Una ultima considerazione su ciò che voi avete messo come titolo all’incontro di questa sera con l’interrogativo: “Dov’è la profezia oggi?” Dio non ci lascia mancare persone che ci chiamino, che ci risveglino, ma queste persone, queste esperienze, questi fatti non è assolutamente detto che siano nelle chiese. La profezia di Dio il più delle volte avviene fuori del campo, come dice la lettera agli ebrei, qualche rara volta ci sono anche i cristiani. Io sinceramente, nella mia vita ho ricevuto di più dalle persone di fuori che non dalle persone di dentro. Il problema è di aguzzare lo sguardo e di aprire il cuore dove la profezia cresce, vive e persevera nel mondo, tutto è mondo, tutto è creato nel senso biblico, tutto è spazio dove Dio ci dà i suoi segni.

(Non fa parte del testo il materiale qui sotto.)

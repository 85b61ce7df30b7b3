//! Leaf parsers over a generic item-indexed sequence (§4.3): a mirror of
//! the string primitives, delegating equality to `V: PartialEq`.

use super::common::leaf;
use crate::ast::{AnyValue, AstNode, Payload};
use crate::kernel::ParserFn;
use std::fmt::Debug;

/// Assertion that always matches, consuming one item.
pub fn any<V: Clone + PartialEq + Debug + 'static>() -> ParserFn<V> {
    leaf("Any", |ctx| {
        let slice = ctx.source.as_slice();
        if let Some(item) = slice.get(ctx.position) {
            ctx.ast_stack.push(AstNode::new(
                "Any",
                Payload::Any(AnyValue::new(DebugItem(item.clone()))),
                ctx.position,
                1,
            ));
            ctx.position += 1;
            ctx.length = 1;
            ctx.match_status = crate::context::MatchStatus::Matched;
        }
    })
}

/// Zero-width assertion at the end of the source.
pub fn end<V: Clone + PartialEq + Debug + 'static>() -> ParserFn<V> {
    leaf("End", |ctx| {
        if ctx.position == ctx.source.len() {
            ctx.match_status = crate::context::MatchStatus::Matched;
        }
    })
}

/// Assertion that matches a sequence of values. Gated on genuine
/// element-wise equality: the upstream Go `Seq` breaks its comparison
/// loop on the first mismatch but never uses the comparison result to
/// gate the match, so it always reports Matched regardless of content.
/// That is a latent bug, not one of the three explicitly-preserved
/// ambiguities, so this rewrite requires every element to compare equal.
pub fn seq<V: Clone + PartialEq + Debug + 'static>(values: Vec<V>) -> ParserFn<V> {
    leaf("Seq", move |ctx| {
        let slice = ctx.source.as_slice();
        let len = values.len();
        if ctx.position + len <= slice.len() {
            let window = &slice[ctx.position..ctx.position + len];
            if window == values.as_slice() {
                ctx.ast_stack.push(AstNode::new(
                    "Seq",
                    Payload::ListOfAny(
                        window
                            .iter()
                            .map(|v| AnyValue::new(DebugItem(v.clone())))
                            .collect(),
                    ),
                    ctx.position,
                    len,
                ));
                ctx.position += len;
                ctx.length = len;
                ctx.match_status = crate::context::MatchStatus::Matched;
            }
        }
    })
}

/// Assertion that matches if the next item belongs to a set of values.
pub fn obj_class<V: Clone + PartialEq + Debug + 'static>(set: Vec<V>) -> ParserFn<V> {
    leaf("ObjClass", move |ctx| {
        let slice = ctx.source.as_slice();
        if let Some(item) = slice.get(ctx.position) {
            if set.iter().any(|candidate| candidate == item) {
                ctx.ast_stack.push(AstNode::new(
                    "ObjClass",
                    Payload::Any(AnyValue::new(DebugItem(item.clone()))),
                    ctx.position,
                    1,
                ));
                ctx.position += 1;
                ctx.length = 1;
                ctx.match_status = crate::context::MatchStatus::Matched;
            }
        }
    })
}

/// Assertion that matches if the next item belongs to no set of values.
pub fn obj_class_n<V: Clone + PartialEq + Debug + 'static>(set: Vec<V>) -> ParserFn<V> {
    leaf("ObjClassN", move |ctx| {
        let slice = ctx.source.as_slice();
        if let Some(item) = slice.get(ctx.position) {
            if !set.iter().any(|candidate| candidate == item) {
                ctx.ast_stack.push(AstNode::new(
                    "ObjClassN",
                    Payload::Any(AnyValue::new(DebugItem(item.clone()))),
                    ctx.position,
                    1,
                ));
                ctx.position += 1;
                ctx.length = 1;
                ctx.match_status = crate::context::MatchStatus::Matched;
            }
        }
    })
}

/// Assertion that matches if the next item satisfies a predicate.
pub fn obj_class_fn<V: Clone + PartialEq + Debug + 'static>(
    pred: impl Fn(&V) -> bool + 'static,
) -> ParserFn<V> {
    leaf("ObjClassFn", move |ctx| {
        let slice = ctx.source.as_slice();
        if let Some(item) = slice.get(ctx.position) {
            if pred(item) {
                ctx.ast_stack.push(AstNode::new(
                    "ObjClassFn",
                    Payload::Any(AnyValue::new(DebugItem(item.clone()))),
                    ctx.position,
                    1,
                ));
                ctx.position += 1;
                ctx.length = 1;
                ctx.match_status = crate::context::MatchStatus::Matched;
            }
        }
    })
}

/// Wraps an arbitrary `V` so it can live behind [`AnyValue`]'s
/// `Debug + PartialEq` erasure bound.
#[derive(Debug, Clone, PartialEq)]
pub(crate) struct DebugItem<V>(pub(crate) V);

/// Recover the original `V` pushed by [`any`]/[`obj_class`]/[`seq`]/etc.
/// from the `Any`-payload wrapper node they produce. Used by
/// [`crate::production`] to unwrap an `AstNode` item back out of the
/// object-source wrapper the production engine's own primitives push it
/// into, mirroring the upstream `unwrapOperandItem` helper.
pub fn unwrap_item<V: Clone + Debug + PartialEq + 'static>(payload: &Payload) -> Option<V> {
    match payload {
        Payload::Any(a) => a.downcast_ref::<DebugItem<V>>().map(|d| d.0.clone()),
        _ => None,
    }
}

Un’altro equivoco potrebbe essere quello di pensare che i profeti e le profetesse sono “grandi”. No non è necessario che siano grandi, nella nostra cultura chi non è grande non esiste, ma non è assolutamente detto. Può essere una piccola persona che ci tiene molto ad non essere grande e che comunque con la sua vita, con altre persone, nel suo contesto, è molto significativo. Il vero problema è che l’equivoco della grandezza ci rovina la vita, perché inseguire per tutta la vita il desiderio di diventare grandi non ci aiuta a crescere, perché stravolge il senso della nostra vita: io devo essere me stesso, tu te stessa, non c’è bisogno di essere grandi. Gesù ha aggiunto una cosa interessante che era nella sapienza ebraica, nessuno è profeta a casa sua. Pensavo alle teologhe e ai teologi della liberazione, li leggiamo più noi in Europa che loro in Brasile. Luca però ci fa un rimprovero: come mai non vedete i segni che vi faccio nel tempo. Il problema è che sovente noi non vediamo segni di profezia perché siamo cechi, o disattenti.

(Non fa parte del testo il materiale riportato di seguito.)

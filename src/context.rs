use crate::ast::{AnyValue, AstNode};
use std::borrow::Cow;
use std::fmt::Debug;

/// Outcome of a single parser invocation.
#[derive(Debug, Clone, Copy, PartialEq, Eq)]
pub enum MatchStatus {
    Matched,
    Unmatched,
    Error,
}

/// `min`/`max` repetition bound. `max < 0` means unbounded.
#[derive(Debug, Clone, Copy, PartialEq, Eq)]
pub struct Times {
    pub min: i64,
    pub max: i64,
}

impl Times {
    pub const fn new(min: i64, max: i64) -> Self {
        Times { min, max }
    }

    pub const ONCE: Times = Times::new(1, 1);
    pub const ZERO_OR_ONCE: Times = Times::new(0, 1);
    pub const ZERO_OR_MORE: Times = Times::new(0, -1);
    pub const ONE_OR_MORE: Times = Times::new(1, -1);

    pub fn is_unbounded(&self) -> bool {
        self.max < 0
    }
}

/// The uniform view a combinator is run over: either a byte-indexed Unicode
/// string, or a generic item-indexed sequence. Kept as a two-variant enum
/// rather than a dynamic-dispatch `SliceLike` trait object (as the Go
/// source has it) since both concrete shapes are known at compile time and
/// Rust slicing plus `V: PartialEq` already supply reslice/copy/equality
/// for free.
#[derive(Debug, Clone, Copy)]
pub enum Source<'s, V> {
    Str(&'s str),
    Slice(&'s [V]),
}

impl<'s, V> Source<'s, V> {
    /// Length in bytes (string source) or items (slice source).
    pub fn len(&self) -> usize {
        match self {
            Source::Str(s) => s.len(),
            Source::Slice(s) => s.len(),
        }
    }

    pub fn is_empty(&self) -> bool {
        self.len() == 0
    }

    pub fn as_str(&self) -> &'s str {
        match self {
            Source::Str(s) => s,
            Source::Slice(_) => panic!("source is not a string source"),
        }
    }

    pub fn as_slice(&self) -> &'s [V] {
        match self {
            Source::Slice(s) => s,
            Source::Str(_) => panic!("source is not a slice source"),
        }
    }
}

/// A `Copy`-able record of the mutable fields a combinator must roll back
/// to on an unmatched branch. Rollback is truncation of `ast_stack` back to
/// `ast_len`, never a deep copy of the stack itself.
#[derive(Debug, Clone, Copy)]
pub struct Snapshot {
    pub position: usize,
    pub length: usize,
    pub quantity: i64,
    pub ast_len: usize,
}

/// The cursor, AST stack, match status and user tag threaded through every
/// parser invocation. A context is a plain value: parsers take one by
/// value and return a new one: there is no suspension or shared mutable
/// state across concurrent parses.
#[derive(Debug, Clone)]
pub struct ParserContext<'s, V> {
    pub source: Source<'s, V>,
    pub position: usize,
    pub length: usize,
    pub quantity: i64,
    pub ast_stack: Vec<AstNode>,
    pub match_status: MatchStatus,
    pub class_name: Cow<'static, str>,
    pub tag: Option<AnyValue>,
}

impl<'s, V: Clone + PartialEq + Debug> ParserContext<'s, V> {
    fn fresh(source: Source<'s, V>, tag: Option<AnyValue>) -> Self {
        ParserContext {
            source,
            position: 0,
            length: 0,
            quantity: 0,
            ast_stack: Vec::with_capacity(1024),
            match_status: MatchStatus::Unmatched,
            class_name: Cow::Borrowed(""),
            tag,
        }
    }

    pub fn snapshot(&self) -> Snapshot {
        Snapshot {
            position: self.position,
            length: self.length,
            quantity: self.quantity,
            ast_len: self.ast_stack.len(),
        }
    }

    /// Restore the mutable cursor fields and truncate `ast_stack` back to
    /// the saved baseline. O(items truncated), never a deep copy.
    pub fn restore(&mut self, snap: Snapshot) {
        self.position = snap.position;
        self.length = snap.length;
        self.quantity = snap.quantity;
        self.ast_stack.truncate(snap.ast_len);
    }

    /// The AST suffix produced since `baseline`, the unit transformers
    /// operate on.
    pub fn suffix(&self, baseline: usize) -> &[AstNode] {
        &self.ast_stack[baseline..]
    }

}

impl<'s> ParserContext<'s, ()> {
    pub fn from_str(s: &'s str) -> Self {
        ParserContext::fresh(Source::Str(s), None)
    }

    pub fn from_str_with_tag(s: &'s str, tag: AnyValue) -> Self {
        ParserContext::fresh(Source::Str(s), Some(tag))
    }
}

impl<'s, V: Clone + PartialEq + Debug> ParserContext<'s, V> {
    pub fn from_slice(slice: &'s [V]) -> Self {
        ParserContext::fresh(Source::Slice(slice), None)
    }

    pub fn from_slice_with_tag(slice: &'s [V], tag: AnyValue) -> Self {
        ParserContext::fresh(Source::Slice(slice), Some(tag))
    }
}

Non cerchiamo di diventare e fare i santi o i profeti, perché noi non lo siamo;è più importante rimanere uomini e donne consapevoli, aver fiducia in Dio ma con la nostra umanità.  

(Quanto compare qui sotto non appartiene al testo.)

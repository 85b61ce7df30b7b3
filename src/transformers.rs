//! AST-slice rewriters applied post-match (§4.5). Every transformer has
//! signature `(ctx, slice) -> (slice, error)`, matching
//! [`crate::kernel::TransformerFn`]; they only ever see the suffix their
//! companion parser produced, never the stack below the baseline.

use crate::ast::{AstNode, Payload, PayloadType};
use crate::error::ParseError;
use crate::kernel::{TransformContext, TransformerFn};
use std::rc::Rc;

fn bad_source(class: &str, got: PayloadType) -> ParseError {
    ParseError::new(0, format!("Transformer:{}: bad source type: {:?}", class, got))
}

/// Drop everything in the suffix.
pub fn erase() -> TransformerFn {
    Rc::new(|_ctx, _asts| Ok(Vec::new()))
}

/// Always fails with `message`.
pub fn transform_error(message: impl Into<String> + 'static) -> TransformerFn {
    Rc::new(move |_ctx, asts| Err(ParseError::new(0, message.into())))
}

/// Concatenate `String`-payload nodes in the suffix into one `String`
/// node, inheriting the first node's class name and span.
pub fn concat() -> TransformerFn {
    Rc::new(|ctx: &TransformContext, asts: Vec<AstNode>| {
        if asts.is_empty() {
            return Ok(vec![AstNode::new("Concat", Payload::String(String::new()), ctx.position, 0)]);
        }
        let mut buf = String::new();
        for node in &asts {
            match &node.payload {
                Payload::String(s) => buf.push_str(s),
                other => return Err(bad_source("Concat", other.payload_type())),
            }
        }
        let position = asts[0].source_span.position;
        let length: usize = asts.iter().map(|n| n.source_span.length).sum();
        Ok(vec![AstNode {
            opcode: asts[0].opcode,
            class_name: asts[0].class_name.clone(),
            payload_type: PayloadType::String,
            payload: Payload::String(buf),
            source_span: crate::ast::SourceSpan { position, length },
        }])
    })
}

const WHITESPACE_CUTSET: &[char] = &['\u{09}', '\u{0A}', '\u{0B}', '\u{0C}', '\u{0D}', '\u{20}', '\u{85}', '\u{A0}'];

fn with_concat_then(
    f: impl Fn(AstNode) -> Result<AstNode, ParseError> + 'static,
) -> TransformerFn {
    let cc = concat();
    Rc::new(move |ctx, asts| {
        let mut result = cc(ctx, asts)?;
        let node = result.pop().unwrap();
        result.push(f(node)?);
        Ok(result)
    })
}

/// `Concat` then strip whitespace from both ends per [`WHITESPACE_CUTSET`].
pub fn trim() -> TransformerFn {
    with_concat_then(|mut node| {
        if let Payload::String(s) = &node.payload {
            node.payload = Payload::String(s.trim_matches(WHITESPACE_CUTSET).to_string());
        }
        Ok(node)
    })
}

/// `Concat` then strip leading whitespace only.
pub fn trim_start() -> TransformerFn {
    with_concat_then(|mut node| {
        if let Payload::String(s) = &node.payload {
            node.payload = Payload::String(s.trim_start_matches(WHITESPACE_CUTSET).to_string());
        }
        Ok(node)
    })
}

/// `Concat` then strip trailing whitespace only.
pub fn trim_end() -> TransformerFn {
    with_concat_then(|mut node| {
        if let Payload::String(s) = &node.payload {
            node.payload = Payload::String(s.trim_end_matches(WHITESPACE_CUTSET).to_string());
        }
        Ok(node)
    })
}

/// `Concat` then parse a signed integer with the given radix.
pub fn parse_int_radix(radix: u32) -> TransformerFn {
    with_concat_then(move |mut node| {
        if let Payload::String(s) = &node.payload {
            let num = i64::from_str_radix(s, radix)
                .map_err(|e| ParseError::new(node.source_span.position, format!("Transformer:ParseIntRadix: bad number format: {}: {}", s, e)))?;
            node.payload = Payload::Int64(num);
            node.payload_type = PayloadType::Int64;
        }
        Ok(node)
    })
}

/// `Concat` then parse a base-10 signed integer.
pub fn parse_int() -> TransformerFn {
    parse_int_radix(10)
}

/// `Concat` then parse an unsigned integer with the given radix. A
/// leading `+` is stripped before delegating to the radix parse, matching
/// upstream.
pub fn parse_uint_radix(radix: u32) -> TransformerFn {
    with_concat_then(move |mut node| {
        if let Payload::String(s) = &node.payload {
            let stripped = s.strip_prefix('+').unwrap_or(s);
            let num = u64::from_str_radix(stripped, radix)
                .map_err(|e| ParseError::new(node.source_span.position, format!("Transformer:ParseUintRadix: bad number format: {}: {}", s, e)))?;
            node.payload = Payload::Uint64(num);
            node.payload_type = PayloadType::Uint64;
        }
        Ok(node)
    })
}

/// `Concat` then parse a base-10 unsigned integer.
pub fn parse_uint() -> TransformerFn {
    parse_uint_radix(10)
}

/// `Concat` then parse a 64-bit float.
pub fn parse_float() -> TransformerFn {
    with_concat_then(|mut node| {
        if let Payload::String(s) = &node.payload {
            let num: f64 = s
                .parse()
                .map_err(|_| ParseError::new(node.source_span.position, format!("Transformer:ParseFloat: bad number format: {}", s)))?;
            node.payload = Payload::Float64(num);
            node.payload_type = PayloadType::Float64;
        }
        Ok(node)
    })
}

/// Wrap the whole suffix into one `ListOfAst` node with class `"group"`.
pub fn grouping_transform() -> TransformerFn {
    Rc::new(|ctx: &TransformContext, asts: Vec<AstNode>| {
        let position = asts.first().map(|n| n.source_span.position).unwrap_or(ctx.position);
        let length: usize = asts.iter().map(|n| n.source_span.length).sum();
        Ok(vec![AstNode::new("group", Payload::ListOfAst(asts), position, length)])
    })
}

/// Rewrite the class name of the first node of the suffix.
pub fn change_class_name(name: &'static str) -> TransformerFn {
    Rc::new(move |_ctx, mut asts| {
        if let Some(first) = asts.first_mut() {
            first.class_name = std::borrow::Cow::Borrowed(name);
        }
        Ok(asts)
    })
}

/// Rewrite the opcode of the first node of the suffix.
pub fn set_op_code(opcode: u64) -> TransformerFn {
    Rc::new(move |_ctx, mut asts| {
        if let Some(first) = asts.first_mut() {
            first.opcode = opcode;
        }
        Ok(asts)
    })
}

/// Rewrite both the opcode and class name of the first node of the suffix.
pub fn set_op_code_and_class_name(opcode: u64, name: &'static str) -> TransformerFn {
    Rc::new(move |_ctx, mut asts| {
        if let Some(first) = asts.first_mut() {
            first.opcode = opcode;
            first.class_name = std::borrow::Cow::Borrowed(name);
        }
        Ok(asts)
    })
}

/// Rewrite the payload of the first node of the suffix.
pub fn set_value(payload: Payload) -> TransformerFn {
    Rc::new(move |_ctx, mut asts| {
        if let Some(first) = asts.first_mut() {
            first.payload_type = payload.payload_type();
            first.payload = payload.clone();
        }
        Ok(asts)
    })
}

/// Insert a literal node at the start of the suffix, inheriting the
/// (former) first node's source span.
pub fn prepend(node: AstNode) -> TransformerFn {
    Rc::new(move |_ctx, asts| {
        let mut out = Vec::with_capacity(asts.len() + 1);
        let mut head = node.clone();
        if let Some(first) = asts.first() {
            head.source_span = first.source_span;
        }
        out.push(head);
        out.extend(asts);
        Ok(out)
    })
}

/// Append a literal node to the end of the suffix, inheriting the
/// (former) last node's source span.
pub fn push(node: AstNode) -> TransformerFn {
    Rc::new(move |_ctx, asts| {
        let mut out = asts;
        let mut tail = node.clone();
        if let Some(last) = out.last() {
            tail.source_span = last.source_span;
        }
        out.push(tail);
        Ok(out)
    })
}

/// Drop the last node of the suffix.
pub fn pop() -> TransformerFn {
    Rc::new(|_ctx, mut asts| {
        asts.pop();
        Ok(asts)
    })
}

/// Swap the last two nodes of the suffix.
pub fn exchange() -> TransformerFn {
    Rc::new(|_ctx, mut asts| {
        let len = asts.len();
        if len >= 2 {
            asts.swap(len - 1, len - 2);
        }
        Ok(asts)
    })
}

/// Cyclically rotate the top `|n|` items of the suffix: positive `n`
/// rotates bottom-to-top, negative rotates top-to-bottom.
///
/// Upstream's `Roll(n)` is a no-op under every branch of its source (see
/// DESIGN.md); this is the genuine rotation its doc comment describes.
pub fn roll(n: i64) -> TransformerFn {
    Rc::new(move |_ctx, mut asts| {
        let len = asts.len();
        let window = n.unsigned_abs() as usize;
        if window == 0 || window > len {
            return Ok(asts);
        }
        let start = len - window;
        if n >= 0 {
            asts[start..].rotate_right(1);
        } else {
            asts[start..].rotate_left(1);
        }
        Ok(asts)
    })
}

/// Materialize the suffix as a single `ListOfAny` node whose payload is a
/// sequence of each node's payload (captured as [`crate::ast::AnyValue`]).
pub fn to_slice() -> TransformerFn {
    Rc::new(|ctx: &TransformContext, asts: Vec<AstNode>| {
        if asts.is_empty() {
            return Ok(vec![AstNode::new("ToSlice", Payload::ListOfAny(Vec::new()), ctx.position, 0)]);
        }
        let position = asts[0].source_span.position;
        let length: usize = asts.iter().map(|n| n.source_span.length).sum();
        let class_name = asts[0].class_name.clone();
        let values = asts
            .into_iter()
            .map(|n| crate::ast::AnyValue::new(n.payload))
            .collect();
        Ok(vec![AstNode {
            opcode: 0,
            class_name,
            payload_type: PayloadType::ListOfAny,
            payload: Payload::ListOfAny(values),
            source_span: crate::ast::SourceSpan { position, length },
        }])
    })
}

#[cfg(test)]
mod __tests__ {
    use super::*;
    use crate::kernel::TransformContext;

    fn tctx() -> TransformContext {
        TransformContext { position: 0, tag: None }
    }

    fn s(text: &str, pos: usize) -> AstNode {
        AstNode::new("Lit", Payload::String(text.to_string()), pos, text.len())
    }

    #[test]
    fn concat_joins_strings() {
        let out = concat()(&tctx(), vec![s("foo", 0), s("bar", 3)]).unwrap();
        assert_eq!(out.len(), 1);
        assert_eq!(out[0].payload, Payload::String("foobar".to_string()));
    }

    #[test]
    fn trim_strips_whitespace_after_concat() {
        let out = trim()(&tctx(), vec![s("  hi  ", 0)]).unwrap();
        assert_eq!(out[0].payload, Payload::String("hi".to_string()));
    }

    #[test]
    fn parse_int_radix_parses_hex() {
        let out = parse_int_radix(16)(&tctx(), vec![s("ff", 0)]).unwrap();
        assert_eq!(out[0].payload, Payload::Int64(255));
    }

    #[test]
    fn parse_uint_radix_strips_leading_plus() {
        let out = parse_uint_radix(10)(&tctx(), vec![s("+7", 0)]).unwrap();
        assert_eq!(out[0].payload, Payload::Uint64(7));
    }

    #[test]
    fn roll_positive_rotates_bottom_to_top() {
        let nodes = vec![s("a", 0), s("b", 1), s("c", 2)];
        let out = roll(3)(&tctx(), nodes).unwrap();
        let texts: Vec<_> = out.iter().map(|n| match &n.payload { Payload::String(s) => s.clone(), _ => unreachable!() }).collect();
        assert_eq!(texts, vec!["c", "a", "b"]);
    }

    #[test]
    fn roll_negative_rotates_top_to_bottom() {
        let nodes = vec![s("a", 0), s("b", 1), s("c", 2)];
        let out = roll(-3)(&tctx(), nodes).unwrap();
        let texts: Vec<_> = out.iter().map(|n| match &n.payload { Payload::String(s) => s.clone(), _ => unreachable!() }).collect();
        assert_eq!(texts, vec!["b", "c", "a"]);
    }

    #[test]
    fn exchange_swaps_last_two() {
        let nodes = vec![s("a", 0), s("b", 1), s("c", 2)];
        let out = exchange()(&tctx(), nodes).unwrap();
        let texts: Vec<_> = out.iter().map(|n| match &n.payload { Payload::String(s) => s.clone(), _ => unreachable!() }).collect();
        assert_eq!(texts, vec!["a", "c", "b"]);
    }

    #[test]
    fn to_slice_materializes_payloads() {
        let out = to_slice()(&tctx(), vec![s("a", 0), s("b", 1)]).unwrap();
        match &out[0].payload {
            Payload::ListOfAny(v) => assert_eq!(v.len(), 2),
            _ => panic!("expected ListOfAny"),
        }
    }
}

Viviamo semplicemente come uomini e come donne sulla strada di Gesù, semplicemente, non chiediamoci se io con la mia vita do profezie, lo vedrà Dio, lo vedranno gli uomini e le donne. Noi dobbiamo solo essere dei discepoli e delle discepole del Nazzareno, davanti a Dio.

Cerchiamo di essere la dove ci sono orizzonti, impegni, pratiche profetiche: la chiesa, il mondo, la vita personale, le relazioni, li diamoci appuntamento. Ispiriamoci alla fedeltà che Gesù ha avuto alla storia: dove Dio lo rimandava alla storia e la storia lo rimandava a Dio, cerchiamo di esserci, con la nostra presenza, con la nostra piccola azione. Questa è probabilmente la risposta all’interrogativo che spesso credo ci poniamo: come cercare di far correre nel tessuto culturale, nel tessuto politico, nel tessuto sociale di oggi i germi della profezia, come seminare la struttura profetica dell’evangelo, questo messaggio come viverlo. Noi sentiamo che la traduzione del messaggio di giustizia ha degli orizzonti così ampi, ma poi la vita quotidiana è così fluttuante su questo orizzonte; come possiamo umilmente non fare che politica e profezia si equivalgano, perché sarebbe bello poter dire già oggi “il lupo mangerà con l’agnello…” Cerchiamo insieme a tutti gli uomini e le donne e a tutte le tradizioni religiose, senza nessun senso di monopolio, gioiosamente però, nell’identità cristiana, di far correre nel mondo, nell’impegno comune e solidale, qualche germe di questa che è la profezia biblica che dovrebbe anche dare fiducia al nostro cuore.